March 1945. A handful of young Allied operatives are parachuted into the remote jungled heart of the Japanese-occupied island of Borneo, east of Singapore, there to recruit the island’s indigenous Dayak peoples to fight the Japanese. Yet most have barely encountered Asian or indigenous people before, speak next to no Borneo languages, and know little about Dayaks, other than that they have been – and may still be – headhunters. They fear that on arrival the Dayaks will kill them or hand them over to the Japanese. For their part, some Dayaks have never before seen a white face.
So begins the story of Operation Semut, an Australian secret operation launched by the organisation codenamed Services Reconnaisance Department – popularly known as Z Special Unit – in the final months of WWII. Anthropologist Christine Helliwell has called on her years of first-hand knowledge of Borneo, interviewed more than one hundred Dayak people and all the remaining Semut operatives, and consulted thousands of military and other documents to piece together this astonishing story. Focusing on the operation’s activities along two of Borneo’s great rivers – the Baram and Rejang – the book provides a detailed military history of Semut II’s and Semut III’s brutal guerrilla campaign against the Japanese, and reveals the decisive but long-overlooked Dayak role in the operation.

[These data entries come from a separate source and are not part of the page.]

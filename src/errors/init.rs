use alloc::{string::String, vec::Vec};
use core::fmt::{self, Display, Formatter};

use super::resolve::ResolveErrorKind;

#[derive(thiserror::Error, Debug)]
pub enum InitErrorKind {
    #[error("Failed to initialize! {initializer} failed: {}", Causes(.causes))]
    Failed {
        initializer: String,
        causes: Vec<ResolveErrorKind>,
    },
}

impl InitErrorKind {
    #[inline]
    #[must_use]
    pub(crate) fn failed(initializer: String, cause: ResolveErrorKind) -> Self {
        Self::Failed {
            initializer,
            causes: alloc::vec![cause],
        }
    }

    /// Point of failure, e.g. `service "foo"` or `initializer #1 (...)`.
    #[inline]
    #[must_use]
    pub fn initializer(&self) -> &str {
        match self {
            Self::Failed { initializer, .. } => initializer,
        }
    }

    #[inline]
    #[must_use]
    pub fn causes(&self) -> &[ResolveErrorKind] {
        match self {
            Self::Failed { causes, .. } => causes,
        }
    }

    /// Re-labels a failure of a private module's own sequence as seen from the enclosing injector.
    #[must_use]
    pub(crate) fn within_private(self) -> Self {
        match self {
            Self::Failed { initializer, causes } => Self::Failed {
                initializer: alloc::format!("private module {initializer}"),
                causes,
            },
        }
    }
}

struct Causes<'a>(&'a [ResolveErrorKind]);

impl Display for Causes<'_> {
    fn fmt(&self, f: &mut Formatter<'_>) -> fmt::Result {
        for (index, cause) in self.0.iter().enumerate() {
            if index > 0 {
                write!(f, "; ")?;
            }
            write!(f, "{cause}")?;
        }
        Ok(())
    }
}
use alloc::{
    string::{String, ToString as _},
    vec::Vec,
};
use core::fmt::{self, Display, Formatter};

use crate::errors::ResolveErrorKind;

/// Root-to-failure chain of service names, displayed as `a -> b -> c`.
#[derive(Clone, Debug, Default, PartialEq, Eq)]
pub struct ResolutionPath(Vec<String>);

impl ResolutionPath {
    #[inline]
    #[must_use]
    pub fn names(&self) -> &[String] {
        &self.0
    }

    #[inline]
    #[must_use]
    pub fn is_empty(&self) -> bool {
        self.0.is_empty()
    }
}

impl Display for ResolutionPath {
    fn fmt(&self, f: &mut Formatter<'_>) -> fmt::Result {
        for (index, name) in self.0.iter().enumerate() {
            if index > 0 {
                f.write_str(" -> ")?;
            }
            f.write_str(name)?;
        }
        Ok(())
    }
}

impl<S: Into<String>> FromIterator<S> for ResolutionPath {
    fn from_iter<I: IntoIterator<Item = S>>(iter: I) -> Self {
        Self(iter.into_iter().map(Into::into).collect())
    }
}

#[derive(Clone, Debug)]
struct Frame {
    injector: usize,
    name: String,
    forwarding: bool,
}

/// Names in flight for one top-level call.
///
/// Threaded by reference through the recursive resolution, so it starts and ends empty.
/// A name is only a cycle when it is revisited within the same injector,
/// the same name in a child and its parent is a legal delegation.
#[derive(Clone, Debug, Default)]
pub(crate) struct Resolution {
    stack: Vec<Frame>,
}

impl Resolution {
    #[inline]
    #[must_use]
    pub(crate) const fn new() -> Self {
        Self { stack: Vec::new() }
    }

    /// Pushes `name` resolved by `injector`.
    ///
    /// A forwarding frame belongs to a private alias and is hidden from paths unless it's the last one.
    ///
    /// # Errors
    /// Returns [`ResolveErrorKind::CircularDependency`] if the pair is already in flight.
    /// The frame stays pushed, so the error path ends with the revisited name.
    pub(crate) fn push(&mut self, injector: usize, name: &str, forwarding: bool) -> Result<(), ResolveErrorKind> {
        let revisited = self.contains(injector, name);

        self.stack.push(Frame {
            injector,
            name: name.to_string(),
            forwarding,
        });

        if revisited {
            return Err(ResolveErrorKind::CircularDependency { path: self.path() });
        }
        Ok(())
    }

    #[must_use]
    pub(crate) fn contains(&self, injector: usize, name: &str) -> bool {
        self.stack
            .iter()
            .any(|frame| frame.injector == injector && frame.name == name)
    }

    /// Name whose provider requested the top frame.
    #[must_use]
    pub(crate) fn requester(&self) -> Option<&str> {
        let index = self.stack.len().checked_sub(2)?;
        self.stack.get(index).map(|frame| frame.name.as_str())
    }

    #[inline]
    pub(crate) fn pop(&mut self) {
        self.stack.pop();
    }

    #[must_use]
    pub(crate) fn path(&self) -> ResolutionPath {
        let last = self.stack.len().saturating_sub(1);
        self.stack
            .iter()
            .enumerate()
            .filter(|(index, frame)| !frame.forwarding || *index == last)
            .map(|(_, frame)| frame.name.clone())
            .collect()
    }

    /// Current path followed by `name`, for a name that was never pushed.
    #[must_use]
    pub(crate) fn path_with(&self, name: &str) -> ResolutionPath {
        let mut path = self.path();
        path.0.push(name.to_string());
        path
    }

    #[cfg(test)]
    #[inline]
    #[must_use]
    pub(crate) fn is_empty(&self) -> bool {
        self.stack.is_empty()
    }
}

But this is no ordinary history. Helliwell captures vividly the sounds, smells and tastes of the jungles into which the operatives are plunged, an environment so terrifying that many are unsure whether jungle or Japanese is the greater enemy. And she takes us into the lives and cavernous longhouses of the Dayaks on whom their survival depends. The result is a truly unique account of the encounter between two very different cultures amidst the savagery of the Pacific War.
About the Author
Christine Helliwell is an anthropologist and author, currently Emeritus Professor at the Australian National University in Canberra. She has been carrying out ethnographic research on Borneo’s indigenous Dayak peoples for almost forty years and has published widely on Dayak social and cultural life. Since 2014 she has been researching WWII in Borneo, and has travelled extensively throughout Sarawak, in the north of the island, interviewing elderly people – especially Dayaks – who still remember the war. She has a particular interest in the special operations conducted in Borneo by the Australian secret organisation codenamed Services Reconnaissance Department, popularly known as Z Special Unit, and in 2016 was instrumental in organising a ceremony to honour the organisation’s members at the Australian War Memorial. In 2018 she co-curated an exhibition at the Memorial on SRD/Z Special Unit operations in Borneo.
About the Moderator
Associate Professor Garth Pratten is the Deputy Head of the Strategic and Defence Studies Centre at the Australian National University. His career as a military historian has seen him practice his craft at a variety of organisations including the Australian Army’s Training Command, the Australian War Memorial, and the Royal Military Academy Sandhurst. The Borneo operations of 1945 have been an interest of Garth’s for many years, which has led him to traverse the former battlefields of Tarakan, Balikpapan, Brunei, Labuan and Sarawak. His field study course based on these adventures was awarded a ANU Vice Chancellors Citation for Excellence in Teaching in 2018.